It gets worse every year.  This will end up destroying the consumers as they wake up and ask themselves why the hell do we do this for a product that has a lifespan of 12months, and a pleasure half-life of 1 week.

I'm sick of buying crap that doesn't last, and flat refuse to.  Silver coins for xmas. 

Up
0

Now my 4 year old phone is stuffed, the buttons don't work, yet my 15 year old phone still works fine, even when the power is off.  Wasting money on crap that constantly needs replacing does my head in.

Up
0

Damn straight.  I hate that we're in this vicious cycle of wasting so much time, money, labour, energy and raw materials for so little return, because short-term profit and constant high turnover is the only priority.  Here's a blog entry I saw a couple of years back that has an interesting angle on it, although it only looks at clothing. 

http://cargocultcraft.com/2010/06/07/the-new-austerity/

One of the investments that I've been making over the past few years is good quality vintage and antique tools, furniture and household things, preferably made in New Zealand and Britain, in times when quality and durability were emphasised.  All things that'll appreciate, or at least hold their value, work well, and never need replacing.  There are items that were plain and utilitarian back in the 30s or 40s when they were made and purchased by average working class families, but at a level of quality that even the richest couldn't buy new in 2011, because it doesn't exist any more, even at the highest end.

Up
0

I had a new phone a year back, it died.

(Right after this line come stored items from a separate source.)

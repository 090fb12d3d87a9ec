// Copyright 2025 eraflo
//
// Licensed under the Apache License, Version 2.0 (the "License");
// you may not use this file except in compliance with the License.
// You may obtain a copy of the License at
//
//     http://www.apache.org/licenses/LICENSE-2.0
//
// Unless required by applicable law or agreed to in writing, software
// distributed under the License is distributed on an "AS IS" BASIS,
// WITHOUT WARRANTIES OR CONDITIONS OF ANY KIND, either express or implied.
// See the License for the specific language governing permissions and
// limitations under the License.

//! Viewer configuration, read from a RON file.

use anyhow::{Context, Result};
use plinth_agents::{MaterialSettings, ModelPlacement, WorldSettings, DEFAULT_MAX_PIXEL_RATIO};
use plinth_core::camera::PerspectiveCamera;
use plinth_core::math::{LinearRgba, Vec3};
use plinth_core::renderer::{DirectionalLight, RenderSettings, ShadowSettings, ToneMapping};
use plinth_io::{DEFAULT_CUBE_FACES, DEFAULT_ENVIRONMENT_DIR, DEFAULT_MODEL_PATH};
use serde::{Deserialize, Serialize};
use std::path::{Path, PathBuf};
use std::time::Duration;

/// Environment variable naming the config file.
pub const CONFIG_ENV_VAR: &str = "PLINTH_CONFIG";

/// Config file used when [`CONFIG_ENV_VAR`] is unset.
pub const DEFAULT_CONFIG_PATH: &str = "plinth.ron";

/// The window the viewer opens.
#[derive(Debug, Clone, PartialEq, Serialize, Deserialize)]
#[serde(default)]
pub struct WindowConfig {
    /// Title bar text.
    pub title: String,
    /// Logical width.
    pub width: u32,
    /// Logical height.
    pub height: u32,
}

impl Default for WindowConfig {
    fn default() -> Self {
        Self {
            title: "Plinth".to_string(),
            width: 1280,
            height: 720,
        }
    }
}

/// Where the environment and model come from.
#[derive(Debug, Clone, PartialEq, Serialize, Deserialize)]
#[serde(default)]
pub struct AssetConfig {
    /// Directory every other path is relative to.
    pub root: PathBuf,
    /// Directory holding the six environment faces.
    pub environment: PathBuf,
    /// Face file names, in `px, nx, py, ny, pz, nz` order.
    pub faces: [String; 6],
    /// The glTF model.
    pub model: PathBuf,
}

impl Default for AssetConfig {
    fn default() -> Self {
        Self {
            root: PathBuf::from("static"),
            environment: PathBuf::from(DEFAULT_ENVIRONMENT_DIR),
            faces: DEFAULT_CUBE_FACES.map(String::from),
            model: PathBuf::from(DEFAULT_MODEL_PATH),
        }
    }
}

/// Starting camera.
#[derive(Debug, Clone, Copy, PartialEq, Serialize, Deserialize)]
#[serde(default)]
pub struct CameraConfig {
    /// Vertical field of view, in degrees.
    pub fov_y_degrees: f32,
    /// Near clip distance.
    pub near: f32,
    /// Far clip distance.
    pub far: f32,
    /// Eye position. The camera looks at the origin.
    pub position: Vec3,
}

impl Default for CameraConfig {
    fn default() -> Self {
        let camera = PerspectiveCamera::default();
        Self {
            fov_y_degrees: camera.fov_y_degrees,
            near: camera.z_near,
            far: camera.z_far,
            position: camera.position,
        }
    }
}

/// Starting light.
#[derive(Debug, Clone, Copy, PartialEq, Serialize, Deserialize)]
#[serde(default)]
pub struct LightConfig {
    /// Linear light color.
    pub color: LinearRgba,
    /// Illuminance at the statue.
    pub intensity: f32,
    /// Light position. It always points at the origin.
    pub position: Vec3,
    /// Whether the light renders a shadow map.
    pub cast_shadow: bool,
    /// Shadow map resolution and camera range.
    pub shadow: ShadowSettings,
}

impl Default for LightConfig {
    fn default() -> Self {
        let light = DirectionalLight::default();
        Self {
            color: light.color,
            intensity: light.intensity,
            position: light.position,
            cast_shadow: light.cast_shadow,
            shadow: light.shadow,
        }
    }
}

/// Everything the viewer can be configured with. Every field is optional
/// in the file and falls back to its default.
#[derive(Debug, Clone, PartialEq, Serialize, Deserialize)]
#[serde(default)]
pub struct ViewerConfig {
    pub window: WindowConfig,
    pub assets: AssetConfig,
    /// Pose given to the model when it arrives.
    pub placement: ModelPlacement,
    pub camera: CameraConfig,
    /// Orbit damping factor, in `(0, 1]`.
    pub damping_factor: f32,
    pub light: LightConfig,
    pub tone_mapping: ToneMapping,
    pub exposure: f32,
    pub env_map_intensity: f32,
    /// Cap on the device pixel ratio used for rendering.
    pub max_pixel_ratio: f32,
    /// Whether the debug panel starts visible.
    pub show_debug_panel: bool,
    /// Seconds between performance log lines.
    pub stats_interval_secs: f64,
}

impl Default for ViewerConfig {
    fn default() -> Self {
        Self {
            window: WindowConfig::default(),
            assets: AssetConfig::default(),
            placement: ModelPlacement::default(),
            camera: CameraConfig::default(),
            damping_factor: WorldSettings::default().damping_factor,
            light: LightConfig::default(),
            tone_mapping: ToneMapping::default(),
            exposure: 1.0,
            env_map_intensity: MaterialSettings::default().env_map_intensity,
            max_pixel_ratio: DEFAULT_MAX_PIXEL_RATIO,
            show_debug_panel: false,
            stats_interval_secs: 1.0,
        }
    }
}

impl ViewerConfig {
    /// Parses a RON document.
    pub fn from_ron(text: &str) -> Result<Self> {
        ron::from_str(text).context("Failed to parse viewer config")
    }

    /// Reads `path`. A missing file yields the defaults; an unreadable or
    /// malformed one is an error.
    pub fn load(path: impl AsRef<Path>) -> Result<Self> {
        let path = path.as_ref();
        let text = match std::fs::read_to_string(path) {
            Ok(text) => text,
            Err(e) if e.kind() == std::io::ErrorKind::NotFound => {
                log::info!("No config at '{}', using defaults.", path.display());
                return Ok(Self::default());
            }
            Err(e) => {
                return Err(e).with_context(|| format!("Failed to read '{}'", path.display()))
            }
        };
        let config = Self::from_ron(&text).with_context(|| format!("In '{}'", path.display()))?;
        log::info!("Loaded config from '{}'.", path.display());
        Ok(config)
    }

    /// Reads the file named by `PLINTH_CONFIG`, or `plinth.ron`.
    pub fn from_env() -> Result<Self> {
        let path = std::env::var_os(CONFIG_ENV_VAR)
            .map(PathBuf::from)
            .unwrap_or_else(|| PathBuf::from(DEFAULT_CONFIG_PATH));
        Self::load(path)
    }

    /// The initial state of the viewer world.
    pub fn world_settings(&self) -> WorldSettings {
        let camera = PerspectiveCamera::new(
            self.camera.fov_y_degrees,
            self.window.width.max(1) as f32 / self.window.height.max(1) as f32,
            self.camera.near,
            self.camera.far,
            self.camera.position,
        );
        let light = DirectionalLight {
            color: self.light.color,
            intensity: self.light.intensity,
            position: self.light.position,
            cast_shadow: self.light.cast_shadow,
            shadow: self.light.shadow,
            ..DirectionalLight::default()
        };
        WorldSettings {
            camera,
            light,
            placement: self.placement,
            damping_factor: self.damping_factor,
            render: RenderSettings {
                tone_mapping: self.tone_mapping,
                exposure: self.exposure,
                ..RenderSettings::default()
            },
            materials: MaterialSettings {
                env_map_intensity: self.env_map_intensity,
            },
            show_debug_panel: self.show_debug_panel,
        }
    }

    /// Interval between performance reports. Non-positive values fall back
    /// to one second.
    pub fn stats_interval(&self) -> Duration {
        if self.stats_interval_secs.is_finite() && self.stats_interval_secs > 0.0 {
            Duration::from_secs_f64(self.stats_interval_secs)
        } else {
            Duration::from_secs(1)
        }
    }
}

#[cfg(test)]
mod tests {
    use super::*;

    #[test]
    fn defaults_match_the_stock_viewer() {
        let config = ViewerConfig::default();
        assert_eq!(config.window.title, "Plinth");
        assert_eq!((config.window.width, config.window.height), (1280, 720));
        assert_eq!(config.assets.root, PathBuf::from("static"));
        assert_eq!(config.assets.faces[0], "px.png");
        assert_eq!(config.max_pixel_ratio, 2.0);
        assert!(!config.show_debug_panel);
        assert_eq!(config.stats_interval(), Duration::from_secs(1));
        assert_eq!(config.camera.fov_y_degrees, 75.0);
    }

    #[test]
    fn partial_document_keeps_other_defaults() {
        let config = ViewerConfig::from_ron(
            r#"(
                window: (title: "Gallery"),
                tone_mapping: Reinhard,
                env_map_intensity: 2.5,
                show_debug_panel: true,
            )"#,
        )
        .unwrap();
        assert_eq!(config.window.title, "Gallery");
        assert_eq!(config.window.width, 1280);
        assert_eq!(config.tone_mapping, ToneMapping::Reinhard);
        assert_eq!(config.env_map_intensity, 2.5);
        assert!(config.show_debug_panel);
        assert_eq!(config.assets, AssetConfig::default());
    }

    #[test]
    fn malformed_document_is_an_error() {
        assert!(ViewerConfig::from_ron("(window: 12").is_err());
        assert!(ViewerConfig::from_ron("(tone_mapping: Sepia)").is_err());
    }

    #[test]
    fn world_settings_carry_the_config() {
        let mut config = ViewerConfig::default();
        config.exposure = 1.5;
        config.light.intensity = 7.0;
        let settings = config.world_settings();
        assert_eq!(settings.render.exposure, 1.5);
        assert_eq!(settings.light.intensity, 7.0);
        assert_eq!(settings.camera.aspect_ratio, 1280.0 / 720.0);
        assert_eq!(settings.placement, ModelPlacement::default());
    }

    #[test]
    fn missing_file_gives_defaults() {
        let dir = tempfile::tempdir().unwrap();
        let config = ViewerConfig::load(dir.path().join("absent.ron")).unwrap();
        assert_eq!(config, ViewerConfig::default());
    }

    #[test]
    fn malformed_file_is_an_error() {
        let dir = tempfile::tempdir().unwrap();
        let path = dir.path().join("plinth.ron");
        std::fs::write(&path, "(damping_factor: \"fast\")").unwrap();
        let err = ViewerConfig::load(&path).unwrap_err();
        assert!(format!("{err:#}").contains("plinth.ron"));
    }

    #[test]
    fn bad_interval_falls_back() {
        let config = ViewerConfig {
            stats_interval_secs: -3.0,
            ..ViewerConfig::default()
        };
        assert_eq!(config.stats_interval(), Duration::from_secs(1));
    }
}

I went back to my 2005 phone, a nokia 5410i the battery lasts a week and I have 2.....the non-nokia power supply died 2 weeks ago, I got a second hand nokia one on trademe for $2.50.  Some ppl laugh when they see it and how old it is.....but 2deg prepay means $30 a year on mobile costs.....1/2 vodafone's old costs btw....

What I dislike about having to buy new is it seems I have no choice.  Often replace with new is not much more than  the cost of repairing or replacing a part.  I just got 2 x 3rd party Uniden batteries for the house hand helds, they were $30 each, a new twin pack phone is just reduced to $59....so I paid the same for un-bradnded two batteries as 2 new Uniden phones...like WTF....

Same with crappy DIY tools....Im buying trade tools now.....they last 3, 4 or more times as long.

regards

Up
0

Were you aware that there's a specialist second-hand tool shop out in Petone?  Be worth a look.

Up
0

You guys will love what I got in the weekend. My old Ryobi table saw died on me despite my attempts at filing down the damaged commutator(a lathe job at some stage). I need the saw for processing wood for testing my invention so picked up a quality German made machine off trademe in the weekend. Sure it is a bit older, but the quality means it will be worth repairing if it fails. Price was unbelieveable really, less than 10% of the new cost. The saw blade(also German) I picked up for it today cost me more than the saw.

 

Up
0

K, I bought  a Makita 2704 back in may....great saw........I looked around trademe but didnt see anything worthwhile for some months....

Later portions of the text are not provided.